Ultimo impegno ufficiale al centro per l’impiego: dopo i due seminari, il colloquio e l’inserimento nelle banche-dati.
La fine del percorso.
In attesa, seduti accanto a me, un signore ed una signora sulla mezz’età. Parlano di lavoro in acciaieria, dei pericoli, delle esalazioni che respirano là, dell’avvicendamento continuo degli operai che si licenziano dopo una settimana, delle prepotenze del datore di lavoro, dell’impotenza dei sindacati, della burocrazia, di come pagare l’affitto a fine mese.
Ho sempre preso con dispiacere, sì, ma alla leggera la mia situazione. In fondo potrei mantenermi senza lavorare, cioè potrei farmi mantenere dai miei genitori senza lavorare. Ora che ci penso: è quello che faccio.

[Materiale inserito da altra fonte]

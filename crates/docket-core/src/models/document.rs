//! Document collections and their index-addressable slots.

use chrono::{DateTime, Utc};
use serde::{Deserialize, Serialize};
use uuid::Uuid;

use super::category::{Category, OwnerRef};

/// One addressable file-metadata entry within a collection.
///
/// `size_bytes` is only meaningful while `storage_key` is `Some`; a slot without a
/// key is a placeholder created by an indexed write before any file was attached.
#[derive(Debug, Clone, PartialEq, Eq, Serialize, Deserialize)]
pub struct Slot {
    pub title: String,
    #[serde(default)]
    pub storage_key: Option<String>,
    #[serde(default)]
    pub size_bytes: u64,
    #[serde(default)]
    pub year: Option<String>,
    pub uploaded_at: DateTime<Utc>,
}

impl Slot {
    pub fn new(
        title: impl Into<String>,
        year: Option<String>,
        file: Option<NewFile>,
        uploaded_at: DateTime<Utc>,
    ) -> Self {
        let (storage_key, size_bytes) = match file {
            Some(file) => (Some(file.storage_key), file.size_bytes),
            None => (None, 0),
        };
        Slot {
            title: title.into(),
            storage_key,
            size_bytes,
            year,
            uploaded_at,
        }
    }

    /// Builds the slot that replaces `previous` under `patch`.
    ///
    /// Title and year are always taken from the patch. The file reference and
    /// `uploaded_at` only change when the patch carries a new file; otherwise they
    /// are carried over (a missing previous slot contributes no file and `now`).
    pub fn patched(previous: Option<&Slot>, patch: &SlotPatch, now: DateTime<Utc>) -> Slot {
        match (&patch.new_file, previous) {
            (Some(file), _) => Slot {
                title: patch.title.clone(),
                storage_key: Some(file.storage_key.clone()),
                size_bytes: file.size_bytes,
                year: patch.year.clone(),
                uploaded_at: now,
            },
            (None, Some(old)) => Slot {
                title: patch.title.clone(),
                storage_key: old.storage_key.clone(),
                size_bytes: old.size_bytes,
                year: patch.year.clone(),
                uploaded_at: old.uploaded_at,
            },
            (None, None) => Slot {
                title: patch.title.clone(),
                storage_key: None,
                size_bytes: 0,
                year: patch.year.clone(),
                uploaded_at: now,
            },
        }
    }

    /// Storage key, treating an empty string the same as no key.
    pub fn file_key(&self) -> Option<&str> {
        self.storage_key.as_deref().filter(|key| !key.is_empty())
    }
}

/// A freshly uploaded object to attach to a slot.
#[derive(Debug, Clone, PartialEq, Eq, Serialize, Deserialize)]
pub struct NewFile {
    pub storage_key: String,
    pub size_bytes: u64,
}

/// Fields supplied by an indexed write.
#[derive(Debug, Clone, PartialEq, Eq, Serialize, Deserialize)]
pub struct SlotPatch {
    pub title: String,
    pub year: Option<String>,
    pub new_file: Option<NewFile>,
}

/// The object displaced by an indexed write that supplied a new file.
#[derive(Debug, Clone, PartialEq, Eq, Serialize, Deserialize)]
pub struct ReplacedObject {
    pub storage_key: String,
    pub size_bytes: u64,
}

/// What an indexed delete removed; the caller owns cleanup of the object.
#[derive(Debug, Clone, PartialEq, Eq, Serialize, Deserialize)]
pub struct RemovedSlot {
    pub storage_key: String,
    pub size_bytes: u64,
}

/// Ordered mapping from index to an optional slot.
///
/// `None` entries are gaps left by a write past the end of the sequence. The JSON
/// form is an array with `null` gaps.
#[derive(Debug, Clone, Default, PartialEq, Eq, Serialize, Deserialize)]
#[serde(transparent)]
pub struct SlotSequence(Vec<Option<Slot>>);

impl SlotSequence {
    pub fn new() -> Self {
        Self::default()
    }

    pub fn single(slot: Slot) -> Self {
        SlotSequence(vec![Some(slot)])
    }

    pub fn len(&self) -> usize {
        self.0.len()
    }

    pub fn is_empty(&self) -> bool {
        self.0.is_empty()
    }

    /// Slot at `index`; `None` for gaps and out-of-range indices.
    pub fn get(&self, index: usize) -> Option<&Slot> {
        self.0.get(index).and_then(Option::as_ref)
    }

    pub fn is_gap(&self, index: usize) -> bool {
        matches!(self.0.get(index), Some(None))
    }

    pub fn push(&mut self, slot: Slot) {
        self.0.push(Some(slot));
    }

    /// Writes `slot` at `index`, padding with gaps when `index` is past the end.
    pub fn set(&mut self, index: usize, slot: Slot) {
        if index >= self.0.len() {
            self.0.resize(index + 1, None);
        }
        self.0[index] = Some(slot);
    }

    /// Removes the entry at `index`, shifting later entries down by one.
    pub fn remove(&mut self, index: usize) -> Option<Option<Slot>> {
        if index < self.0.len() {
            Some(self.0.remove(index))
        } else {
            None
        }
    }

    pub fn iter(&self) -> impl Iterator<Item = Option<&Slot>> {
        self.0.iter().map(Option::as_ref)
    }

    /// Index of the slot that references `storage_key`.
    pub fn position_of(&self, storage_key: &str) -> Option<usize> {
        self.0
            .iter()
            .position(|entry| entry.as_ref().and_then(Slot::file_key) == Some(storage_key))
    }

    /// Sum of the sizes of every slot that references an object.
    pub fn stored_bytes(&self) -> u64 {
        self.iter()
            .flatten()
            .filter(|slot| slot.file_key().is_some())
            .map(|slot| slot.size_bytes)
            .sum()
    }
}

impl From<Vec<Option<Slot>>> for SlotSequence {
    fn from(entries: Vec<Option<Slot>>) -> Self {
        SlotSequence(entries)
    }
}

/// Identity of a collection: one per (tenant, category, owner).
#[derive(Debug, Clone, PartialEq, Eq, Hash, Serialize, Deserialize)]
pub struct CollectionKey {
    pub tenant_id: Uuid,
    pub category: Category,
    pub owner_ref: Option<OwnerRef>,
}

impl CollectionKey {
    pub fn new(tenant_id: Uuid, category: Category, owner_ref: Option<OwnerRef>) -> Self {
        Self {
            tenant_id,
            category,
            owner_ref,
        }
    }

    /// Tenant-level collection (no owner).
    pub fn tenant(tenant_id: Uuid, category: Category) -> Self {
        Self::new(tenant_id, category, None)
    }
}

/// A persisted, versioned slot sequence.
#[derive(Debug, Clone, PartialEq, Serialize, Deserialize)]
pub struct DocumentCollection {
    pub id: Uuid,
    #[serde(flatten)]
    pub key: CollectionKey,
    pub slots: SlotSequence,
    /// Optimistic-concurrency token, bumped by every successful write.
    pub version: i64,
    pub created_at: DateTime<Utc>,
    pub updated_at: DateTime<Utc>,
}

/// Completion of a granted upload, ready to be recorded in a collection.
#[derive(Debug, Clone, PartialEq, Eq, Serialize, Deserialize)]
pub struct ConfirmedUpload {
    pub title: String,
    pub year: Option<String>,
    pub storage_key: String,
    pub size_bytes: u64,
}

/// A slot with its view URL resolved, as returned by listings.
#[derive(Debug, Clone, PartialEq, Eq, Serialize)]
pub struct SlotView {
    pub index: usize,
    pub slot: Option<Slot>,
    pub view_url: Option<String>,
}

#[cfg(test)]
mod tests {
    use super::*;

    fn slot(title: &str, key: Option<&str>, size: u64) -> Slot {
        Slot {
            title: title.to_string(),
            storage_key: key.map(str::to_string),
            size_bytes: size,
            year: None,
            uploaded_at: Utc::now(),
        }
    }

    #[test]
    fn set_past_end_leaves_gaps() {
        let mut seq = SlotSequence::new();
        seq.set(2, slot("A", Some("a"), 1));
        assert_eq!(seq.len(), 3);
        assert!(seq.is_gap(0));
        assert!(seq.is_gap(1));
        assert_eq!(seq.get(2).map(|s| s.title.as_str()), Some("A"));

        seq.set(0, slot("B", Some("b"), 2));
        assert_eq!(seq.len(), 3);
        assert_eq!(seq.get(0).map(|s| s.title.as_str()), Some("B"));
        assert!(seq.is_gap(1));
    }

    #[test]
    fn position_of_skips_gaps_and_keyless_slots() {
        let mut seq = SlotSequence::new();
        seq.set(1, slot("A", Some(""), 0));
        seq.set(3, slot("B", Some("b"), 2));
        assert_eq!(seq.position_of("b"), Some(3));
        assert_eq!(seq.position_of(""), None);
        assert_eq!(seq.position_of("missing"), None);
    }

    #[test]
    fn remove_compacts() {
        let mut seq: SlotSequence = vec![
            Some(slot("A", Some("a"), 1)),
            Some(slot("B", Some("b"), 2)),
            Some(slot("C", Some("c"), 3)),
        ]
        .into();
        let removed = seq.remove(1).flatten().unwrap();
        assert_eq!(removed.title, "B");
        assert_eq!(seq.len(), 2);
        assert_eq!(seq.get(1).map(|s| s.title.as_str()), Some("C"));
        assert!(seq.remove(5).is_none());
    }

    #[test]
    fn json_form_uses_null_gaps() {
        let mut seq = SlotSequence::new();
        seq.set(1, slot("A", None, 0));
        let json = serde_json::to_value(&seq).unwrap();
        assert!(json[0].is_null());
        assert_eq!(json[1]["title"], "A");

        let back: SlotSequence = serde_json::from_value(json).unwrap();
        assert_eq!(back, seq);
    }

    #[test]
    fn metadata_patch_carries_file_over() {
        let old = slot("Old", Some("k1"), 10);
        let patch = SlotPatch {
            title: "New".to_string(),
            year: Some("2024".to_string()),
            new_file: None,
        };
        let patched = Slot::patched(Some(&old), &patch, Utc::now());
        assert_eq!(patched.title, "New");
        assert_eq!(patched.year.as_deref(), Some("2024"));
        assert_eq!(patched.storage_key.as_deref(), Some("k1"));
        assert_eq!(patched.size_bytes, 10);
        assert_eq!(patched.uploaded_at, old.uploaded_at);
    }

    #[test]
    fn file_patch_overwrites_file() {
        let old = slot("Old", Some("k1"), 10);
        let patch = SlotPatch {
            title: "Old".to_string(),
            year: None,
            new_file: Some(NewFile {
                storage_key: "k2".to_string(),
                size_bytes: 20,
            }),
        };
        let patched = Slot::patched(Some(&old), &patch, Utc::now());
        assert_eq!(patched.storage_key.as_deref(), Some("k2"));
        assert_eq!(patched.size_bytes, 20);
    }

    #[test]
    fn stored_bytes_ignores_placeholders() {
        let seq: SlotSequence = vec![
            Some(slot("A", Some("a"), 5)),
            None,
            Some(slot("B", None, 99)),
            Some(slot("C", Some(""), 7)),
        ]
        .into();
        assert_eq!(seq.stored_bytes(), 5);
    }
}
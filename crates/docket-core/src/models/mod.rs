//! Data models for Docket
//!
//! Collections and slots, quota accounts and plans, and upload grants.

mod category;
mod document;
mod quota;
mod upload;

pub use category::*;
pub use document::*;
pub use quota::*;
pub use upload::*;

La mia disoccupazione è in fondo un rifiuto di un posto che a me non piace, un non trovare un lavoro che fa per me. Un sognatore, seppur disilluso, che può permettersi il lusso di sognare. Un privilegiato che si lamenta. E il privilegiato non si rende conto di essere privilegiato finché non si trova di fronte al non privilegiato. Mi viene a mente una citazione di Benni:
Lei fa tutto “quasi”? Anch’io. Ma nel mio “quasi” c’è un’impossibilità, nel suo c’è una scelta, una noia, un’insufficienza.
Aspetto di entrare nell’ufficio di Clara, mentre i due sono in attesa per l’ufficio di Pietro, al momento occupatissimo (a mangiare biscotti con la nipote).
Aspetto e penso. Aspetto e penso. Aspetto e penso e un po’ mi vergogno.
Nel mezzo di riflessioni di stampo egualitario, sindacale, catto-comunista si apre la porta ed esce Clara a chiamarmi per il colloquio. Varco la soglia e già mi sono dimenticato di tutto. Il privilegiato non si rende conto di essere privilegiato finché non si trova davanti il non privilegiato e torna a non rendersene conto non appena non si trova più davanti al non privilegiato (e aggiungerei: e si trova invece davanti ad un bel pezzo di figliola).
Clara mi spiega che capisce le difficoltà del trovare lavoro nel mio campo, ma mi invita a non demordere e mi inserisce nella banca-dati per gli impieghi legati alle attività culturali, spiegandomi che, in caso di richiesta da parte dell’azienda, verrò contattato direttamente da quest’ultima. Dal tono di voce di Clara capisco che tale eventualità è abbastanza remota: né più né meno della possibilità di un discorso sensato da parte del “Trota”.
Ad ogni modo, per oggi, sono soddisfatto: ho finito il percorso, anche se son sicuro che sia stato un percorso a vuoto, uno sgranchirsi le gambe, più che un viaggio verso una metà, ma, in fondo, il trekking fa bene.